**Work required**
Transcribe the records below. Leave every word as it is.

**Data for analysis**

//! Conversions from external infrastructure errors into domain errors.

use duebell_domain::DuebellError;
use reqwest::Error as HttpError;
use rusqlite::Error as SqlError;

/// Error newtype that keeps conversions on the infrastructure side and can be
/// converted back into the domain error.
#[derive(Debug)]
pub struct InfraError(pub DuebellError);

impl From<InfraError> for DuebellError {
    fn from(value: InfraError) -> Self {
        value.0
    }
}

impl From<DuebellError> for InfraError {
    fn from(value: DuebellError) -> Self {
        InfraError(value)
    }
}

trait IntoDuebellError {
    fn into_duebell(self) -> DuebellError;
}

/* -------------------------------------------------------------------------- */
/* rusqlite::Error → DuebellError */
/* -------------------------------------------------------------------------- */

impl IntoDuebellError for SqlError {
    fn into_duebell(self) -> DuebellError {
        use rusqlite::ffi::ErrorCode;
        use rusqlite::Error as RE;

        match self {
            RE::SqliteFailure(err, maybe_message) => {
                let message = maybe_message.unwrap_or_default();
                match (err.code, err.extended_code) {
                    (ErrorCode::DatabaseBusy, _) => {
                        DuebellError::Database("database is busy".into())
                    }
                    (ErrorCode::DatabaseLocked, _) => {
                        DuebellError::Database("database is locked".into())
                    }
                    (ErrorCode::ConstraintViolation, 1555 | 2067) => {
                        DuebellError::Database("unique constraint violation".into())
                    }
                    (ErrorCode::CannotOpen, _) => {
                        DuebellError::Database(format!("unable to open database: {message}"))
                    }
                    _ => DuebellError::Database(format!(
                        "sqlite failure {:?} (code {}): {}",
                        err.code, err.extended_code, message
                    )),
                }
            }
            RE::QueryReturnedNoRows => DuebellError::NotFound("no rows returned by query".into()),
            RE::FromSqlConversionFailure(_, _, cause) => {
                DuebellError::Database(format!("failed to convert sqlite value: {cause}"))
            }
            RE::InvalidColumnType(_, name, ty) => {
                DuebellError::Database(format!("invalid column type for {name}: {ty}"))
            }
            RE::InvalidPath(path) => DuebellError::Database(format!(
                "invalid database path: {}",
                path.to_string_lossy()
            )),
            RE::InvalidQuery => DuebellError::Database("invalid SQL query".into()),
            other => DuebellError::Database(other.to_string()),
        }
    }
}

impl From<SqlError> for InfraError {
    fn from(value: SqlError) -> Self {
        InfraError(value.into_duebell())
    }
}

/* -------------------------------------------------------------------------- */
/* r2d2::Error → DuebellError */
/* -------------------------------------------------------------------------- */

impl IntoDuebellError for r2d2::Error {
    fn into_duebell(self) -> DuebellError {
        DuebellError::Database(format!("connection pool error: {self}"))
    }
}

impl From<r2d2::Error> for InfraError {
    fn from(value: r2d2::Error) -> Self {
        InfraError(value.into_duebell())
    }
}

/* -------------------------------------------------------------------------- */
/* reqwest::Error → DuebellError */
/* -------------------------------------------------------------------------- */

impl IntoDuebellError for HttpError {
    fn into_duebell(self) -> DuebellError {
        if self.is_timeout() {
            return DuebellError::Network("HTTP request timed out".into());
        }

        if self.is_connect() {
            return DuebellError::Network("HTTP connection failure".into());
        }

        if let Some(status) = self.status() {
            return status_error(status);
        }

        DuebellError::Network(self.to_string())
    }
}

impl From<HttpError> for InfraError {
    fn from(value: HttpError) -> Self {
        InfraError(value.into_duebell())
    }
}

/// Map a non-success HTTP status to a domain error.
pub fn status_error(status: reqwest::StatusCode) -> DuebellError {
    let code = status.as_u16();
    let message = format!("HTTP {} {}", code, status.canonical_reason().unwrap_or("unknown status"));

    match code {
        401 | 403 => DuebellError::Auth(message),
        404 => DuebellError::NotFound(message),
        429 => DuebellError::Network(message),
        400..=499 => DuebellError::InvalidInput(message),
        _ => DuebellError::Network(message),
    }
}

/* -------------------------------------------------------------------------- */
/* Tests */
/* -------------------------------------------------------------------------- */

**Task output**
//! Conversions from external infrastructure errors into domain errors.

use duebell_domain::DuebellError;
use reqwest::Error as HttpError;
use rusqlite::Error as SqlError;

/// Error newtype that keeps conversions on the infrastructure side and can be
/// converted back into the domain error.
#[derive(Debug)]
pub struct InfraError(pub DuebellError);

impl From<InfraError> for DuebellError {
    fn from(value: InfraError) -> Self {
        value.0
    }
}

impl From<DuebellError> for InfraError {
    fn from(value: DuebellError) -> Self {
        InfraError(value)
    }
}

trait IntoDuebellError {
    fn into_duebell(self) -> DuebellError;
}

/* -------------------------------------------------------------------------- */
/* rusqlite::Error → DuebellError */
/* -------------------------------------------------------------------------- */

impl IntoDuebellError for SqlError {
    fn into_duebell(self) -> DuebellError {
        use rusqlite::ffi::ErrorCode;
        use rusqlite::Error as RE;

        match self {
            RE::SqliteFailure(err, maybe_message) => {
                let message = maybe_message.unwrap_or_default();
                match (err.code, err.extended_code) {
                    (ErrorCode::DatabaseBusy, _) => {
                        DuebellError::Database("database is busy".into())
                    }
                    (ErrorCode::DatabaseLocked, _) => {
                        DuebellError::Database("database is locked".into())
                    }
                    (ErrorCode::ConstraintViolation, 1555 | 2067) => {
                        DuebellError::Database("unique constraint violation".into())
                    }
                    (ErrorCode::CannotOpen, _) => {
                        DuebellError::Database(format!("unable to open database: {message}"))
                    }
                    _ => DuebellError::Database(format!(
                        "sqlite failure {:?} (code {}): {}",
                        err.code, err.extended_code, message
                    )),
                }
            }
            RE::QueryReturnedNoRows => DuebellError::NotFound("no rows returned by query".into()),
            RE::FromSqlConversionFailure(_, _, cause) => {
                DuebellError::Database(format!("failed to convert sqlite value: {cause}"))
            }
            RE::InvalidColumnType(_, name, ty) => {
                DuebellError::Database(format!("invalid column type for {name}: {ty}"))
            }
            RE::InvalidPath(path) => DuebellError::Database(format!(
                "invalid database path: {}",
                path.to_string_lossy()
            )),
            RE::InvalidQuery => DuebellError::Database("invalid SQL query".into()),
            other => DuebellError::Database(other.to_string()),
        }
    }
}

impl From<SqlError> for InfraError {
    fn from(value: SqlError) -> Self {
        InfraError(value.into_duebell())
    }
}

/* -------------------------------------------------------------------------- */
/* r2d2::Error → DuebellError */
/* -------------------------------------------------------------------------- */

impl IntoDuebellError for r2d2::Error {
    fn into_duebell(self) -> DuebellError {
        DuebellError::Database(format!("connection pool error: {self}"))
    }
}

impl From<r2d2::Error> for InfraError {
    fn from(value: r2d2::Error) -> Self {
        InfraError(value.into_duebell())
    }
}

/* -------------------------------------------------------------------------- */
/* reqwest::Error → DuebellError */
/* -------------------------------------------------------------------------- */

impl IntoDuebellError for HttpError {
    fn into_duebell(self) -> DuebellError {
        if self.is_timeout() {
            return DuebellError::Network("HTTP request timed out".into());
        }

        if self.is_connect() {
            return DuebellError::Network("HTTP connection failure".into());
        }

        if let Some(status) = self.status() {
            return status_error(status);
        }

        DuebellError::Network(self.to_string())
    }
}

impl From<HttpError> for InfraError {
    fn from(value: HttpError) -> Self {
        InfraError(value.into_duebell())
    }
}

/// Map a non-success HTTP status to a domain error.
pub fn status_error(status: reqwest::StatusCode) -> DuebellError {
    let code = status.as_u16();
    let message = format!("HTTP {} {}", code, status.canonical_reason().unwrap_or("unknown status"));

    match code {
        401 | 403 => DuebellError::Auth(message),
        404 => DuebellError::NotFound(message),
        429 => DuebellError::Network(message),
        400..=499 => DuebellError::InvalidInput(message),
        _ => DuebellError::Network(message),
    }
}

/* -------------------------------------------------------------------------- */
/* Tests */
/* -------------------------------------------------------------------------- */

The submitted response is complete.